◆ Task item
Word for word, restate the lines from the start of the data below through the line containing "use crate::error::FusionError;".

◆ Information given
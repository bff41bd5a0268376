//! Core types for the Swing Fusion pipeline
//!
//! This module defines the data structures that flow through each stage of the
//! pipeline: cell values, records, and time-ordered streams.

use chrono::{DateTime, FixedOffset};
use serde::{Serialize, Serializer};
use std::collections::BTreeMap;

use crate::error::FusionError;

/// Canonical instant, always carried in the run's reference UTC offset
pub type Timestamp = DateTime<FixedOffset>;

/// A single cell of a record
#[derive(Debug, Clone, PartialEq)]
pub enum Value {
    /// Numeric measurement
    Number(f64),
    /// Categorical label (stroke type, hand, session tag)
    Category(String),
    /// Timestamp carried as a column (e.g. the matched right-side time of a join)
    Time(Timestamp),
    /// Explicit "no value": a null input cell, the right-side cell of an
    /// unmatched join row, or a value computed from unmatched inputs
    Unmatched,
}

impl Value {
    pub fn as_f64(&self) -> Option<f64> {
        match self {
            Value::Number(v) => Some(*v),
            _ => None,
        }
    }

    pub fn as_category(&self) -> Option<&str> {
        match self {
            Value::Category(s) => Some(s.as_str()),
            _ => None,
        }
    }

    pub fn is_unmatched(&self) -> bool {
        matches!(self, Value::Unmatched)
    }

    pub fn kind(&self) -> &'static str {
        match self {
            Value::Number(_) => "number",
            Value::Category(_) => "category",
            Value::Time(_) => "time",
            Value::Unmatched => "unmatched",
        }
    }
}

impl Serialize for Value {
    fn serialize<S: Serializer>(&self, serializer: S) -> Result<S::Ok, S::Error> {
        match self {
            Value::Number(v) => serializer.serialize_f64(*v),
            Value::Category(s) => serializer.serialize_str(s),
            Value::Time(t) => serializer.serialize_str(&t.to_rfc3339()),
            Value::Unmatched => serializer.serialize_none(),
        }
    }
}

impl From<f64> for Value {
    fn from(v: f64) -> Self {
        Value::Number(v)
    }
}

impl From<&str> for Value {
    fn from(s: &str) -> Self {
        Value::Category(s.to_string())
    }
}

/// One sensor reading: a canonical timestamp plus named columns
#[derive(Debug, Clone, PartialEq)]
pub struct Record {
    pub time: Timestamp,
    pub columns: BTreeMap<String, Value>,
}

impl Record {
    pub fn new(time: Timestamp) -> Self {
        Self {
            time,
            columns: BTreeMap::new(),
        }
    }

    /// Builder-style column insertion
    pub fn with(mut self, column: &str, value: impl Into<Value>) -> Self {
        self.columns.insert(column.to_string(), value.into());
        self
    }

    pub fn get(&self, column: &str) -> Option<&Value> {
        self.columns.get(column)
    }

    pub fn number(&self, column: &str) -> Option<f64> {
        self.get(column).and_then(Value::as_f64)
    }

    pub fn category(&self, column: &str) -> Option<&str> {
        self.get(column).and_then(Value::as_category)
    }
}

/// A named, time-ordered sequence of records from one source
///
/// Records are stable-sorted by timestamp on construction, so every `Stream`
/// is non-decreasing in time and equal timestamps keep their input order.
#[derive(Debug, Clone, PartialEq)]
pub struct Stream {
    name: String,
    time_column: String,
    records: Vec<Record>,
}

impl Stream {
    pub fn new(name: impl Into<String>, time_column: impl Into<String>, mut records: Vec<Record>) -> Self {
        records.sort_by(|a, b| a.time.cmp(&b.time));
        Self {
            name: name.into(),
            time_column: time_column.into(),
            records,
        }
    }

    /// Build a stream sharing this stream's name and time column
    pub fn derive(&self, records: Vec<Record>) -> Self {
        Self::new(self.name.clone(), self.time_column.clone(), records)
    }

    pub fn renamed(mut self, name: impl Into<String>) -> Self {
        self.name = name.into();
        self
    }

    pub fn name(&self) -> &str {
        &self.name
    }

    pub fn time_column(&self) -> &str {
        &self.time_column
    }

    pub fn records(&self) -> &[Record] {
        &self.records
    }

    pub fn into_records(self) -> Vec<Record> {
        self.records
    }

    pub fn len(&self) -> usize {
        self.records.len()
    }

    pub fn is_empty(&self) -> bool {
        self.records.is_empty()
    }

    pub fn iter(&self) -> std::slice::Iter<'_, Record> {
        self.records.iter()
    }

    /// Union of column names across all records
    pub fn column_names(&self) -> Vec<String> {
        let mut names: Vec<String> = self
            .records
            .iter()
            .flat_map(|r| r.columns.keys().cloned())
            .collect();
        names.sort();
        names.dedup();
        names
    }

    /// Fail with `SchemaMismatch` unless every record carries `column`
    pub fn require_column(&self, column: &str) -> Result<(), FusionError> {
        match self.records.iter().position(|r| !r.columns.contains_key(column)) {
            None => Ok(()),
            Some(idx) => Err(FusionError::schema(
                &self.name,
                format!("column '{}' missing from record {}", column, idx),
            )),
        }
    }

    /// Keep only `columns` in every record
    pub fn select(&self, columns: &[String]) -> Result<Self, FusionError> {
        for column in columns {
            self.require_column(column)?;
        }
        let records = self
            .records
            .iter()
            .map(|r| Record {
                time: r.time,
                columns: r
                    .columns
                    .iter()
                    .filter(|(name, _)| columns.contains(name))
                    .map(|(name, value)| (name.clone(), value.clone()))
                    .collect(),
            })
            .collect();
        Ok(self.derive(records))
    }

    /// Numeric values of `column`, with `None` for unmatched cells
    ///
    /// Fails when the column is absent from a record or holds a non-numeric value.
    pub fn numeric_column(&self, column: &str) -> Result<Vec<Option<f64>>, FusionError> {
        self.records
            .iter()
            .enumerate()
            .map(|(idx, r)| match r.get(column) {
                Some(Value::Number(v)) => Ok(Some(*v)),
                Some(Value::Unmatched) => Ok(None),
                Some(other) => Err(FusionError::schema(
                    &self.name,
                    format!("column '{}' holds {} values, expected number", column, other.kind()),
                )),
                None => Err(FusionError::schema(
                    &self.name,
                    format!("column '{}' missing from record {}", column, idx),
                )),
            })
            .collect()
    }

    /// Observed `[min, max]` over the numeric cells of `column`
    ///
    /// Returns `None` when the stream has no numeric values for the column.
    pub fn numeric_range(&self, column: &str) -> Result<Option<(f64, f64)>, FusionError> {
        let values = self.numeric_column(column)?;
        Ok(values
            .into_iter()
            .flatten()
            .filter(|v| v.is_finite())
            .fold(None, |acc, v| match acc {
                None => Some((v, v)),
                Some((lo, hi)) => Some((lo.min(v), hi.max(v))),
            }))
    }
}

impl<'a> IntoIterator for &'a Stream {
    type Item = &'a Record;
    type IntoIter = std::slice::Iter<'a, Record>;

    fn into_iter(self) -> Self::IntoIter {
        self.records.iter()
    }
}

#[cfg(test)]
mod tests {
    use super::*;
    use chrono::TimeZone;

    fn ts(secs: i64) -> Timestamp {
        FixedOffset::west_opt(7 * 3600)
            .unwrap()
            .timestamp_opt(secs, 0)
            .unwrap()
    }

    #[test]
    fn test_stream_sorts_stably() {
        let stream = Stream::new(
            "watch",
            "timestamp",
            vec![
                Record::new(ts(5)).with("v", 1.0),
                Record::new(ts(1)).with("v", 2.0),
                Record::new(ts(5)).with("v", 3.0),
                Record::new(ts(3)).with("v", 4.0),
            ],
        );

        let order: Vec<f64> = stream.iter().map(|r| r.number("v").unwrap()).collect();
        assert_eq!(order, vec![2.0, 4.0, 1.0, 3.0]);
    }

    #[test]
    fn test_numeric_range_skips_unmatched() {
        let stream = Stream::new(
            "joined",
            "time",
            vec![
                Record::new(ts(0)).with("v", 4.0),
                Record::new(ts(1)).with("v", Value::Unmatched),
                Record::new(ts(2)).with("v", -2.0),
            ],
        );

        assert_eq!(stream.numeric_range("v").unwrap(), Some((-2.0, 4.0)));
    }

    #[test]
    fn test_missing_column_is_schema_mismatch() {
        let stream = Stream::new(
            "zepp",
            "time",
            vec![Record::new(ts(0)).with("v", 1.0), Record::new(ts(1))],
        );

        let err = stream.numeric_range("v").unwrap_err();
        assert!(matches!(err, FusionError::SchemaMismatch { .. }));
    }

    #[test]
    fn test_categorical_column_is_not_numeric() {
        let stream = Stream::new("bab", "time", vec![Record::new(ts(0)).with("type", "SERVE")]);
        assert!(stream.numeric_column("type").is_err());
    }

    #[test]
    fn test_unmatched_serializes_as_null() {
        let json = serde_json::to_string(&Value::Unmatched).unwrap();
        assert_eq!(json, "null");
        let json = serde_json::to_string(&Value::Category("FH".into())).unwrap();
        assert_eq!(json, "\"FH\"");
    }
}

◆ Solution to this problem
repository bff41bd5a0268376
//! Core types for the Swing Fusion pipeline
//!
//! This module defines the data structures that flow through each stage of the
//! pipeline: cell values, records, and time-ordered streams.

use chrono::{DateTime, FixedOffset};
use serde::{Serialize, Serializer};
use std::collections::BTreeMap;

use crate::error::FusionError;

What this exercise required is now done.